My Dullest Play Yet, Brought To You By The MTA

R62A_SMS_Interior_2406_1_Train.jpg

Did you know that if you suffer delays on the New York City subway, and your boss/teacher/girlfriend doesn't believe you, the MTA will help you prove it? By inputting incredibly specific information about when you entered the system, when you transferred, and when you were stopped, they will present you with what I can only assume is a gold-leaf certificate reading I Am Not A Liar, You Petty Bastard.

I imagine this unasked-for service is intended for schoolchildren who need proof of absence, or midtown's most-enslaved wage slaves, but the thought of anyone having to use it makes me bluer than the A train. "The trains were all screwed up," is supposed to be a golden excuse—impossible to disprove, impossible to deny. Taking away our standard excuse for lateness will force the rest of us to get more creative.

It wasn't a stubborn L train that made me late, but a tiger in my bedroom. No, the 3 train was running fine, but I was hit by a comet on the way up the steps and suffered a Class 5 concussion. The trains were no slower than usual this morning—I was late because I am a ghost, and had business in the netherworld.

Reading about the MTA's peculiar new service—actually, I'm not even sure if it is new—reminded me of a dream I had a few nights ago, where I had a brilliant idea for a new play. When I woke up the next day, I strained to remember it. There is no worse feeling than knowing that your unconscious gave you a creative gift, and you were not able to hang on to it. Searching the trash heap that is my brain, I found the little nugget of inspiration. It would have been better forgotten.

The pitch: a perfectly realistic simulation of the experience of riding on the New York City subway. And not an interesting ride on the train. Not even a crowded one. Nope, just an ordinary, nearly-empty subway car, chugging along on a hot summer morning.

It's the worst idea I've ever had. It's so bad, that I just had to go ahead and write it. It's only two pages long, but I think that, performed faithfully, it would run at least a half hour. It's called Bronx Bound, and it begins:

Bronx Bound
                                   The grubby interior of a New York City
                                   R62A subway car, riding north on the
                                   IRT Broadway-Seventh Avenue Line. It is
                                   the middle of summer, the air
                                   conditioning is broken, and the car is
                                   empty save for a homeless man in the
                                   corner, bundled up in hundred degree
                                   heat and immobile.

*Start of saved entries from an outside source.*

use axum::{
    async_trait,
    extract::FromRequestParts,
    http::{header::AUTHORIZATION, request::Parts, StatusCode},
    response::{IntoResponse, Response},
    Json,
};
use std::sync::Arc;

use super::{jwt, AuthContext};
use crate::app::AppState;
use crate::error::ErrorResponse;
use crate::store;

/// Extractor that requires a valid Bearer token.
///
/// Example:
/// ```ignore
/// async fn protected_route(auth: RequireAuth) -> impl IntoResponse {
///     format!("Hello, {}", auth.email)
/// }
/// ```
#[derive(Debug, Clone)]
pub struct RequireAuth(pub AuthContext);

impl std::ops::Deref for RequireAuth {
    type Target = AuthContext;

    fn deref(&self) -> &Self::Target {
        &self.0
    }
}

#[derive(Debug)]
pub enum AuthError {
    MissingToken,
    InvalidFormat,
    InvalidToken,
}

impl IntoResponse for AuthError {
    fn into_response(self) -> Response {
        let message = match &self {
            AuthError::MissingToken => "Missing authorization token",
            AuthError::InvalidFormat => "Invalid authorization format",
            AuthError::InvalidToken => "Invalid or expired token",
        };

        let body = ErrorResponse {
            error: message.to_string(),
            code: "UNAUTHORIZED".to_string(),
            details: None,
        };

        (StatusCode::UNAUTHORIZED, Json(body)).into_response()
    }
}

#[async_trait]
impl FromRequestParts<Arc<AppState>> for RequireAuth {
    type Rejection = AuthError;

    async fn from_request_parts(
        parts: &mut Parts,
        state: &Arc<AppState>,
    ) -> Result<Self, Self::Rejection> {
        // Extract Authorization header
        let auth_header = parts
            .headers
            .get(AUTHORIZATION)
            .ok_or(AuthError::MissingToken)?
            .to_str()
            .map_err(|_| AuthError::InvalidFormat)?;

        // Parse Bearer token
        let token = auth_header
            .strip_prefix("Bearer ")
            .ok_or(AuthError::InvalidFormat)?;

        if token.is_empty() {
            return Err(AuthError::MissingToken);
        }

        // Verify token
        let claims = jwt::verify_token(token, &state.settings.jwt_secret).map_err(|e| {
            tracing::warn!(error = %e, "JWT verification failed");
            AuthError::InvalidToken
        })?;

        // Build auth context
        let context = AuthContext::from_claims(&claims).map_err(|e| {
            tracing::warn!(error = %e, "Failed to build auth context");
            AuthError::InvalidToken
        })?;

        Ok(RequireAuth(context))
    }
}

/// Extractor that requires admin privileges.
///
/// Uses [`RequireAuth`] internally, then re-checks the role against the
/// admins table so a revoked account is denied even with a live token.
/// Runs before body deserialization: an unauthorized caller learns nothing
/// about payload validity or entity existence.
#[derive(Debug, Clone)]
pub struct RequireAdmin {
    pub auth: RequireAuth,
}

impl RequireAdmin {
    pub fn account_id(&self) -> uuid::Uuid {
        self.auth.account_id
    }
}

#[derive(Debug)]
pub enum AdminAuthError {
    NotAuthenticated,
    NotAdmin,
    DatabaseError,
}

impl IntoResponse for AdminAuthError {
    fn into_response(self) -> Response {
        let (status, code, message) = match &self {
            AdminAuthError::NotAuthenticated => (
                StatusCode::UNAUTHORIZED,
                "UNAUTHORIZED",
                "Authentication required",
            ),
            AdminAuthError::NotAdmin => (
                StatusCode::FORBIDDEN,
                "FORBIDDEN",
                "Admin privileges required",
            ),
            AdminAuthError::DatabaseError => (
                StatusCode::INTERNAL_SERVER_ERROR,
                "DATABASE_ERROR",
                "An internal error occurred",
            ),
        };

        let body = ErrorResponse {
            error: message.to_string(),
            code: code.to_string(),
            details: None,
        };

        (status, Json(body)).into_response()
    }
}

#[async_trait]
impl FromRequestParts<Arc<AppState>> for RequireAdmin {
    type Rejection = AdminAuthError;

    async fn from_request_parts(
        parts: &mut Parts,
        state: &Arc<AppState>,
    ) -> Result<Self, Self::Rejection> {
        let auth = RequireAuth::from_request_parts(parts, state)
            .await
            .map_err(|_| AdminAuthError::NotAuthenticated)?;

        if auth.role != "admin" {
            tracing::warn!(account_id = %auth.account_id, "Non-admin token on admin route");
            return Err(AdminAuthError::NotAdmin);
        }

        // The account must still exist with the admin role
        let role = store::admins::find_role(&state.db, auth.account_id)
            .await
            .map_err(|e| {
                tracing::error!(error = %e, "Admin role lookup failed");
                AdminAuthError::DatabaseError
            })?;

        if role.as_deref() != Some("admin") {
            tracing::warn!(account_id = %auth.account_id, "Admin role revoked or unknown account");
            return Err(AdminAuthError::NotAdmin);
        }

        Ok(RequireAdmin { auth })
    }
}
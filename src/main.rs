use anyhow::Result;

use decora_backend::services::Mailer;
use decora_backend::{app, auth, config, db, logging, services, store};

#[tokio::main]
async fn main() -> Result<()> {
    // Load environment variables
    dotenvy::dotenv().ok();

    // Load configuration
    let settings = config::Settings::from_env()?;

    // Initialize logging
    logging::init_logging(&settings.env);

    tracing::info!(
        env = ?settings.env,
        server_addr = %settings.server_addr,
        "Starting Decora backend"
    );

    // Create database pool and apply migrations
    let pool = db::create_pool(&settings).await?;
    db::run_migrations(&pool).await?;

    // Seed the bootstrap admin account when configured
    if let (Some(email), Some(password)) = (
        &settings.bootstrap_admin_email,
        &settings.bootstrap_admin_password,
    ) {
        let hash = auth::password::hash_password(password)
            .map_err(|e| anyhow::anyhow!("Failed to hash bootstrap admin password: {e}"))?;
        if store::admins::create_if_absent(&pool, email, &hash).await? {
            tracing::info!(email = %email, "Bootstrap admin account created");
        }
    }

    // Build the contact-notification mailer when SMTP is configured
    let mailer = match (&settings.smtp, &settings.notify_email_to) {
        (Some(smtp), Some(to)) => match Mailer::new(smtp, to.clone()) {
            Ok(mailer) => Some(mailer),
            Err(e) => {
                tracing::warn!(error = %e, "Failed to build mailer, notifications will be logged only");
                None
            }
        },
        _ => {
            tracing::info!(
                "SMTP or NOTIFY_EMAIL_TO not configured, notifications will be logged only"
            );
            None
        }
    };

    // Spawn the notification worker
    let notifications = services::spawn_notification_worker(mailer);

    // Create application state
    let state = app::AppState::new(pool, settings.clone(), notifications);

    // Build application
    let app = app::create_app(state);

    // Start server
    let listener = tokio::net::TcpListener::bind(&settings.server_addr).await?;
    tracing::info!("Listening on {}", settings.server_addr);

    axum::serve(listener, app).await?;

    Ok(())
}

                                   CONDUCTOR
            This is a Bronx bound one train making all local stops. Next
            stop Fourteenth Street. Stand clear of the closing doors.

                                   Doors close. 

                                   The train sways slightly for a minute
                                   or two. It stops. 

                                   The doors open.

                                   CONDUCTOR
            Fourteenth Street, transfer here to the F, M, L, two and
            three trains. Bronx bound one train making local stops.
            Eighteenth Street next. Stand clear.

It's the most realistic play I've ever written! Download the full version here. It's even duller than you expect.

Rather than try conning a producer into spending $75,000 on a detailed recreation of an R62A, I'm going to let the MTA do it for me. Consider this—one day this summer, the air conditioning will be broken on a northbound 1, and the conductor will know my script by heart. I may not know when it happens, but the city of New York is producing one of my plays this summer—and every summer after that. 

I've hit the big time, baby!

Posted in Theater and tagged with Clips, Transit, Bronx Bound, The MTA, Marla Kilby Solves A Murder, Dreams.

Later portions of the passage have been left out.